What started me on this journey to find buried digital treasure was a link from my favorite news story aggregator, News360. In my daily feed there was an article about the online collection of the Guggenheim Museum in New York (www.guggenheim.org).
They’ve recently put several dozen new exhibit catalogs online. They also offer videos, audio recordings and many wonderful ways to experience their collection. So too have the National Gallery of Art (www.nga.gov), the Dutch Rijksmuseum (https://www.rijksmuseum.nl/en) and the Metropolitan Museum of Art (http://www.metmuseum.org/research/metpublications).
In a very similar vein, the J. Paul Getty Museum (www.getty.org) just opened its Virtual Library with the release 250 art books from its catalog. As one might imagine, the books run the gamut of tastes in art. Lastly, London’s Wellcome Library (http://wellcomelibrary.org) recently placed over 100,000 images from its collection in the creative commons (i.e. free to use).
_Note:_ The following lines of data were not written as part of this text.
//! Heterogeneous input normalization.
//!
//! The batch driver accepts a single volume, a file, a directory, or an
//! arbitrarily nested list of those. [`VolumeStream`] flattens any of them
//! into one lazy sequence of volumes: paths are collected up front (so a
//! bad directory fails before any GPU work), pixel data is read only when
//! the stream is polled. The stream is finite and single-traversal.
//!
//! # Example
//!
//! ```rust,ignore
//! use decon_io::stream::{VolumeSource, VolumeStream, DEFAULT_PATTERN};
//!
//! let source = VolumeSource::List(vec![
//!     "cells/".into(),
//!     "extra_stack.tif".into(),
//! ]);
//! for volume in VolumeStream::new(source, DEFAULT_PATTERN)? {
//!     process(volume?);
//! }
//! ```

use crate::{tiff, IoError, IoResult};
use decon_core::AnyVolume;
use std::collections::VecDeque;
use std::path::{Path, PathBuf};
use tracing::debug;

/// Filename pattern applied to directory inputs when none is given.
pub const DEFAULT_PATTERN: &str = "*.tif";

/// One input to the batch driver, possibly nesting further inputs.
#[derive(Debug, Clone)]
pub enum VolumeSource {
    /// An in-memory volume.
    Volume(AnyVolume),
    /// A stack file, or a directory of stack files.
    Path(PathBuf),
    /// A list of sources, flattened recursively in order.
    List(Vec<VolumeSource>),
}

impl From<AnyVolume> for VolumeSource {
    fn from(v: AnyVolume) -> Self {
        VolumeSource::Volume(v)
    }
}

impl From<PathBuf> for VolumeSource {
    fn from(p: PathBuf) -> Self {
        VolumeSource::Path(p)
    }
}

impl From<&Path> for VolumeSource {
    fn from(p: &Path) -> Self {
        VolumeSource::Path(p.to_path_buf())
    }
}

impl From<&str> for VolumeSource {
    fn from(p: &str) -> Self {
        VolumeSource::Path(PathBuf::from(p))
    }
}

impl From<Vec<VolumeSource>> for VolumeSource {
    fn from(items: Vec<VolumeSource>) -> Self {
        VolumeSource::List(items)
    }
}

#[derive(Debug)]
enum Entry {
    Mem(AnyVolume),
    File(PathBuf),
}

/// Lazy, flattened sequence of volumes from a [`VolumeSource`].
#[derive(Debug)]
pub struct VolumeStream {
    entries: VecDeque<Entry>,
}

impl VolumeStream {
    /// Flattens a source into a stream.
    ///
    /// Directories expand immediately through `pattern` (matched against
    /// filenames, sorted for determinism) and fail with
    /// [`IoError::NoMatchingFiles`] when nothing matches; files are read
    /// lazily as the stream is polled.
    pub fn new(source: VolumeSource, pattern: &str) -> IoResult<Self> {
        let pattern_str = pattern;
        let pattern = glob::Pattern::new(pattern)?;
        let mut entries = VecDeque::new();
        flatten(source, &pattern, pattern_str, &mut entries)?;
        Ok(Self { entries })
    }

    /// Number of volumes not yet yielded.
    pub fn remaining(&self) -> usize {
        self.entries.len()
    }
}

fn flatten(
    source: VolumeSource,
    pattern: &glob::Pattern,
    pattern_str: &str,
    out: &mut VecDeque<Entry>,
) -> IoResult<()> {
    match source {
        VolumeSource::Volume(v) => out.push_back(Entry::Mem(v)),
        VolumeSource::Path(path) => {
            if path.is_file() {
                out.push_back(Entry::File(path));
            } else if path.is_dir() {
                let mut files: Vec<PathBuf> = std::fs::read_dir(&path)?
                    .filter_map(|entry| entry.ok().map(|e| e.path()))
                    .filter(|p| {
                        p.is_file()
                            && p.file_name()
                                .and_then(|n| n.to_str())
                                .is_some_and(|n| pattern.matches(n))
                    })
                    .collect();
                if files.is_empty() {
                    return Err(IoError::NoMatchingFiles {
                        pattern: pattern_str.to_string(),
                        dir: path,
                    });
                }
                files.sort();
                debug!(dir = %path.display(), count = files.len(), "expanded directory");
                out.extend(files.into_iter().map(Entry::File));
            } else {
                return Err(IoError::NoSuchPath { path });
            }
        }
        VolumeSource::List(items) => {
            for item in items {
                flatten(item, pattern, pattern_str, out)?;
            }
        }
    }
    Ok(())
}

impl Iterator for VolumeStream {
    type Item = IoResult<AnyVolume>;

    fn next(&mut self) -> Option<Self::Item> {
        match self.entries.pop_front()? {
            Entry::Mem(v) => Some(Ok(v)),
            Entry::File(path) => Some(tiff::read_volume(&path)),
        }
    }
}

#[cfg(test)]
mod tests {
    use super::*;
    use decon_core::{Volume, VolumeShape};

    fn small_volume(fill: u16) -> AnyVolume {
        AnyVolume::U16(Volume::filled(VolumeShape::new(2, 2, 2), fill).unwrap())
    }

    #[test]
    fn single_volume_yields_once() {
        let mut stream =
            VolumeStream::new(small_volume(1).into(), DEFAULT_PATTERN).unwrap();
        assert!(stream.next().is_some());
        assert!(stream.next().is_none());
    }

    #[test]
    fn nested_lists_flatten_in_order() {
        let source = VolumeSource::List(vec![
            small_volume(1).into(),
            VolumeSource::List(vec![small_volume(2).into(), small_volume(3).into()]),
        ]);
        let stream = VolumeStream::new(source, DEFAULT_PATTERN).unwrap();
        let fills: Vec<u16> = stream
            .map(|v| match v.unwrap() {
                AnyVolume::U16(v) => v.get(0, 0, 0),
                AnyVolume::F32(_) => unreachable!(),
            })
            .collect();
        assert_eq!(fills, vec![1, 2, 3]);
    }

    #[test]
    fn directory_expands_sorted_and_filtered() {
        let dir = tempfile::tempdir().unwrap();
        for name in ["b_560nm.tif", "a_560nm.tif", "notes.txt"] {
            let path = dir.path().join(name);
            if name.ends_with(".tif") {
                tiff::write_volume(&path, &small_volume(9)).unwrap();
            } else {
                std::fs::write(&path, b"not a stack").unwrap();
            }
        }
        let stream = VolumeStream::new(dir.path().into(), "*.tif").unwrap();
        assert_eq!(stream.remaining(), 2);
    }

    #[test]
    fn empty_directory_match_is_an_error() {
        let dir = tempfile::tempdir().unwrap();
        let err = VolumeStream::new(dir.path().into(), "*560nm*.tif").unwrap_err();
        assert!(matches!(err, IoError::NoMatchingFiles { .. }));
    }

    #[test]
    fn dangling_path_is_an_error() {
        let err =
            VolumeStream::new("/no/such/input.tif".into(), DEFAULT_PATTERN).unwrap_err();
        assert!(matches!(err, IoError::NoSuchPath { .. }));
    }

    #[test]
    fn empty_list_yields_nothing() {
        let stream =
            VolumeStream::new(VolumeSource::List(Vec::new()), DEFAULT_PATTERN).unwrap();
        assert_eq!(stream.remaining(), 0);
    }
}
In short, the trove described above is nothing less than a magical transport across time, space and culture. Parents wanting to expand their child’s horizons can do so without any expense. For that matter, anyone wanting their world to be more informed, entertained or beautiful only needs to start clicking.
For all the filth and furry for which the Internet is an open gusher, these websites are a testament to human creativity, curiosity and endurance. The word, “awesome,” is woefully overused in our modern parlance, but the Byzantine wealth at our fingertips justifies its enthusiastic application here. If you have any kind of Internet access, you now have no excuse for ever spending another second bored.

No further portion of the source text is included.